EXERCISE BRIEF
A faithful copy of the entire listing is what is needed.

ENTRIES PROVIDED
//! Error types for aegis-broker

use axum::{
    http::StatusCode,
    response::{IntoResponse, Response},
    Json,
};
use serde_json::json;
use thiserror::Error;

/// API error type
#[derive(Debug, Error)]
pub enum ApiError {
    /// Resource not found (404)
    #[error("Resource not found: {0}")]
    NotFound(String),

    /// Invalid request (400)
    #[error("Invalid request: {0}")]
    BadRequest(String),

    /// Conflict (409) - e.g., narrative requested for a non-completed task
    #[error("Conflict: {0}")]
    Conflict(String),

    /// Upstream collaborator failure (502) - worker, store, LLM, video API
    #[error("Upstream error: {0}")]
    Upstream(String),

    /// Feature not configured (503) - e.g., missing video search API key
    #[error("Service unavailable: {0}")]
    Unavailable(String),

    /// Internal server error (500)
    #[error("Internal server error: {0}")]
    Internal(String),

    /// IO error
    #[error("IO error: {0}")]
    Io(#[from] std::io::Error),

    /// Generic error
    #[error(transparent)]
    Other(#[from] anyhow::Error),

    /// aegis-common error
    #[error("Common error: {0}")]
    Common(#[from] aegis_common::Error),
}

impl IntoResponse for ApiError {
    fn into_response(self) -> Response {
        let (status, error_code, message) = match self {
            ApiError::NotFound(msg) => (StatusCode::NOT_FOUND, "NOT_FOUND", msg),
            ApiError::BadRequest(msg) => (StatusCode::BAD_REQUEST, "BAD_REQUEST", msg),
            ApiError::Conflict(msg) => (StatusCode::CONFLICT, "CONFLICT", msg),
            ApiError::Upstream(msg) => (StatusCode::BAD_GATEWAY, "UPSTREAM_ERROR", msg),
            ApiError::Unavailable(msg) => {
                (StatusCode::SERVICE_UNAVAILABLE, "NOT_CONFIGURED", msg)
            }
            ApiError::Internal(msg) => (StatusCode::INTERNAL_SERVER_ERROR, "INTERNAL_ERROR", msg),
            ApiError::Io(ref err) => (
                StatusCode::INTERNAL_SERVER_ERROR,
                "IO_ERROR",
                err.to_string(),
            ),
            ApiError::Other(ref err) => (
                StatusCode::INTERNAL_SERVER_ERROR,
                "INTERNAL_ERROR",
                err.to_string(),
            ),
            ApiError::Common(ref err) => (
                StatusCode::INTERNAL_SERVER_ERROR,
                "COMMON_ERROR",
                err.to_string(),
            ),
        };

        let body = Json(json!({
            "error": {
                "code": error_code,
                "message": message,
            }
        }));

        (status, body).into_response()
    }
}

/// Result type for API handlers
pub type ApiResult<T> = Result<T, ApiError>;
//! Processing endpoint: POST /process
//!
//! The broker's hand-off sends only the stored object's identifiers; the
//! worker fetches the bytes itself, materializes a scratch copy for the
//! classification pipeline, and removes that copy whether or not
//! classification succeeds.

use axum::{
    extract::State,
    routing::post,
    Json, Router,
};
use tracing::{info, warn};
use uuid::Uuid;

use crate::error::{ApiError, ApiResult};
use crate::AppState;
use aegis_common::api::types::{ProcessRequest, ProcessResponse};

/// POST /process
///
/// Download → classify → respond. Failure to locate the object or to run
/// the classification call is reported as 502 with an `{"error": ...}`
/// body; the broker treats either as a terminal task failure.
pub async fn process_object(
    State(state): State<AppState>,
    Json(request): Json<ProcessRequest>,
) -> ApiResult<Json<ProcessResponse>> {
    if request.object_key.trim().is_empty() {
        return Err(ApiError::BadRequest("object_key must not be empty".to_string()));
    }

    info!(object_key = %request.object_key, "Processing stored object");

    let bytes = state
        .store
        .get(&request.object_key)
        .await
        .map_err(|e| ApiError::Upstream(format!("object download failed: {}", e)))?;

    // Scratch copy for the classification pipeline; the uuid prefix keeps
    // concurrent requests for the same object name from colliding.
    let scratch_path = state.scratch_dir.join(format!(
        "{}-{}",
        Uuid::new_v4(),
        sanitize_file_name(&request.object_name)
    ));
    tokio::fs::write(&scratch_path, &bytes).await?;

    let result = state.classifier.classify(&scratch_path).await;

    // Cleanup is this service's responsibility, on success and failure alike
    if let Err(e) = tokio::fs::remove_file(&scratch_path).await {
        warn!(path = %scratch_path.display(), error = %e, "Failed to remove scratch file");
    }

    let verdict = result
        .map_err(|e| ApiError::Upstream(format!("classification failed: {}", e)))?;

    info!(
        object_key = %request.object_key,
        model_result = %verdict.model_result,
        confidence = verdict.confidence,
        "Classification completed"
    );

    Ok(Json(ProcessResponse {
        message: "classification completed successfully".to_string(),
        source_object: request.object_name,
        model_result: verdict.model_result,
        confidence: verdict.confidence,
    }))
}

/// Strip any path components from a broker-supplied object name
fn sanitize_file_name(name: &str) -> String {
    let base = std::path::Path::new(name)
        .file_name()
        .map(|n| n.to_string_lossy().to_string())
        .unwrap_or_default();
    if base.is_empty() || base == "." || base == ".." {
        "object".to_string()
    } else {
        base
    }
}

/// Build processing routes
pub fn process_routes() -> Router<AppState> {
    Router::new().route("/process", post(process_object))
}

#[cfg(test)]
mod tests {
    use super::*;

    #[test]
    fn test_sanitize_strips_path_components() {
        assert_eq!(sanitize_file_name("../../etc/passwd"), "passwd");
        assert_eq!(sanitize_file_name("2026-08-07/test.jpg"), "test.jpg");
    }

    #[test]
    fn test_sanitize_rejects_degenerate_names() {
        assert_eq!(sanitize_file_name(""), "object");
        assert_eq!(sanitize_file_name(".."), "object");
    }
}
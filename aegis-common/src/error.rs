//! Common error types for Aegis

use thiserror::Error;

/// Common result type for Aegis operations
pub type Result<T> = std::result::Result<T, Error>;

/// Common error types across Aegis services
#[derive(Error, Debug)]
pub enum Error {
    /// Object store operation failed (upload, download, or remote rejection)
    #[error("Storage error: {0}")]
    Storage(String),

    /// HTTP transport error (wraps reqwest::Error)
    #[error("HTTP error: {0}")]
    Http(#[from] reqwest::Error),

    /// I/O operation error (wraps std::io::Error)
    #[error("IO error: {0}")]
    Io(#[from] std::io::Error),

    /// Configuration loading or validation error
    #[error("Configuration error: {0}")]
    Config(String),

    /// Requested resource not found
    #[error("Not found: {0}")]
    NotFound(String),

    /// Invalid user input or request parameter
    #[error("Invalid input: {0}")]
    InvalidInput(String),

    /// Internal server error
    #[error("Internal error: {0}")]
    Internal(String),
}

RESULT OF THE TASK
//! Error types for aegis-broker

use axum::{
    http::StatusCode,
    response::{IntoResponse, Response},
    Json,
};
use serde_json::json;
use thiserror::Error;

/// API error type
#[derive(Debug, Error)]
pub enum ApiError {
    /// Resource not found (404)
    #[error("Resource not found: {0}")]
    NotFound(String),

    /// Invalid request (400)
    #[error("Invalid request: {0}")]
    BadRequest(String),

    /// Conflict (409) - e.g., narrative requested for a non-completed task
    #[error("Conflict: {0}")]
    Conflict(String),

    /// Upstream collaborator failure (502) - worker, store, LLM, video API
    #[error("Upstream error: {0}")]
    Upstream(String),

    /// Feature not configured (503) - e.g., missing video search API key
    #[error("Service unavailable: {0}")]
    Unavailable(String),

    /// Internal server error (500)
    #[error("Internal server error: {0}")]
    Internal(String),

    /// IO error
    #[error("IO error: {0}")]
    Io(#[from] std::io::Error),

    /// Generic error
    #[error(transparent)]
    Other(#[from] anyhow::Error),

    /// aegis-common error
    #[error("Common error: {0}")]
    Common(#[from] aegis_common::Error),
}

impl IntoResponse for ApiError {
    fn into_response(self) -> Response {
        let (status, error_code, message) = match self {
            ApiError::NotFound(msg) => (StatusCode::NOT_FOUND, "NOT_FOUND", msg),
            ApiError::BadRequest(msg) => (StatusCode::BAD_REQUEST, "BAD_REQUEST", msg),
            ApiError::Conflict(msg) => (StatusCode::CONFLICT, "CONFLICT", msg),
            ApiError::Upstream(msg) => (StatusCode::BAD_GATEWAY, "UPSTREAM_ERROR", msg),
            ApiError::Unavailable(msg) => {
                (StatusCode::SERVICE_UNAVAILABLE, "NOT_CONFIGURED", msg)
            }
            ApiError::Internal(msg) => (StatusCode::INTERNAL_SERVER_ERROR, "INTERNAL_ERROR", msg),
            ApiError::Io(ref err) => (
                StatusCode::INTERNAL_SERVER_ERROR,
                "IO_ERROR",
                err.to_string(),
            ),
            ApiError::Other(ref err) => (
                StatusCode::INTERNAL_SERVER_ERROR,
                "INTERNAL_ERROR",
                err.to_string(),
            ),
            ApiError::Common(ref err) => (
                StatusCode::INTERNAL_SERVER_ERROR,
                "COMMON_ERROR",
                err.to_string(),
            ),
        };

        let body = Json(json!({
            "error": {
                "code": error_code,
                "message": message,
            }
        }));

        (status, body).into_response()
    }
}

/// Result type for API handlers
pub type ApiResult<T> = Result<T, ApiError>;
//! Processing endpoint: POST /process
//!
//! The broker's hand-off sends only the stored object's identifiers; the
//! worker fetches the bytes itself, materializes a scratch copy for the
//! classification pipeline, and removes that copy whether or not
//! classification succeeds.

use axum::{
    extract::State,
    routing::post,
    Json, Router,
};
use tracing::{info, warn};
use uuid::Uuid;

use crate::error::{ApiError, ApiResult};
use crate::AppState;
use aegis_common::api::types::{ProcessRequest, ProcessResponse};

/// POST /process
///
/// Download → classify → respond. Failure to locate the object or to run
/// the classification call is reported as 502 with an `{"error": ...}`
/// body; the broker treats either as a terminal task failure.
pub async fn process_object(
    State(state): State<AppState>,
    Json(request): Json<ProcessRequest>,
) -> ApiResult<Json<ProcessResponse>> {
    if request.object_key.trim().is_empty() {
        return Err(ApiError::BadRequest("object_key must not be empty".to_string()));
    }

    info!(object_key = %request.object_key, "Processing stored object");

    let bytes = state
        .store
        .get(&request.object_key)
        .await
        .map_err(|e| ApiError::Upstream(format!("object download failed: {}", e)))?;

    // Scratch copy for the classification pipeline; the uuid prefix keeps
    // concurrent requests for the same object name from colliding.
    let scratch_path = state.scratch_dir.join(format!(
        "{}-{}",
        Uuid::new_v4(),
        sanitize_file_name(&request.object_name)
    ));
    tokio::fs::write(&scratch_path, &bytes).await?;

    let result = state.classifier.classify(&scratch_path).await;

    // Cleanup is this service's responsibility, on success and failure alike
    if let Err(e) = tokio::fs::remove_file(&scratch_path).await {
        warn!(path = %scratch_path.display(), error = %e, "Failed to remove scratch file");
    }

    let verdict = result
        .map_err(|e| ApiError::Upstream(format!("classification failed: {}", e)))?;

    info!(
        object_key = %request.object_key,
        model_result = %verdict.model_result,
        confidence = verdict.confidence,
        "Classification completed"
    );

    Ok(Json(ProcessResponse {
        message: "classification completed successfully".to_string(),
        source_object: request.object_name,
        model_result: verdict.model_result,
        confidence: verdict.confidence,
    }))
}

/// Strip any path components from a broker-supplied object name
fn sanitize_file_name(name: &str) -> String {
    let base = std::path::Path::new(name)
        .file_name()
        .map(|n| n.to_string_lossy().to_string())
        .unwrap_or_default();
    if base.is_empty() || base == "." || base == ".." {
        "object".to_string()
    } else {
        base
    }
}

/// Build processing routes
pub fn process_routes() -> Router<AppState> {
    Router::new().route("/process", post(process_object))
}

#[cfg(test)]
mod tests {
    use super::*;

    #[test]
    fn test_sanitize_strips_path_components() {
        assert_eq!(sanitize_file_name("../../etc/passwd"), "passwd");
        assert_eq!(sanitize_file_name("2026-08-07/test.jpg"), "test.jpg");
    }

    #[test]
    fn test_sanitize_rejects_degenerate_names() {
        assert_eq!(sanitize_file_name(""), "object");
        assert_eq!(sanitize_file_name(".."), "object");
    }
}
filename aegis-common/src/error.rs
//! Common error types for Aegis

use thiserror::Error;

/// Common result type for Aegis operations
pub type Result<T> = std::result::Result<T, Error>;

/// Common error types across Aegis services
#[derive(Error, Debug)]
pub enum Error {
    /// Object store operation failed (upload, download, or remote rejection)
    #[error("Storage error: {0}")]
    Storage(String),

    /// HTTP transport error (wraps reqwest::Error)
    #[error("HTTP error: {0}")]
    Http(#[from] reqwest::Error),

    /// I/O operation error (wraps std::io::Error)
    #[error("IO error: {0}")]
    Io(#[from] std::io::Error),

    /// Configuration loading or validation error
    #[error("Configuration error: {0}")]
    Config(String),

    /// Requested resource not found
    #[error("Not found: {0}")]
    NotFound(String),

    /// Invalid user input or request parameter
    #[error("Invalid input: {0}")]
    InvalidInput(String),

    /// Internal server error
    #[error("Internal error: {0}")]
    Internal(String),
}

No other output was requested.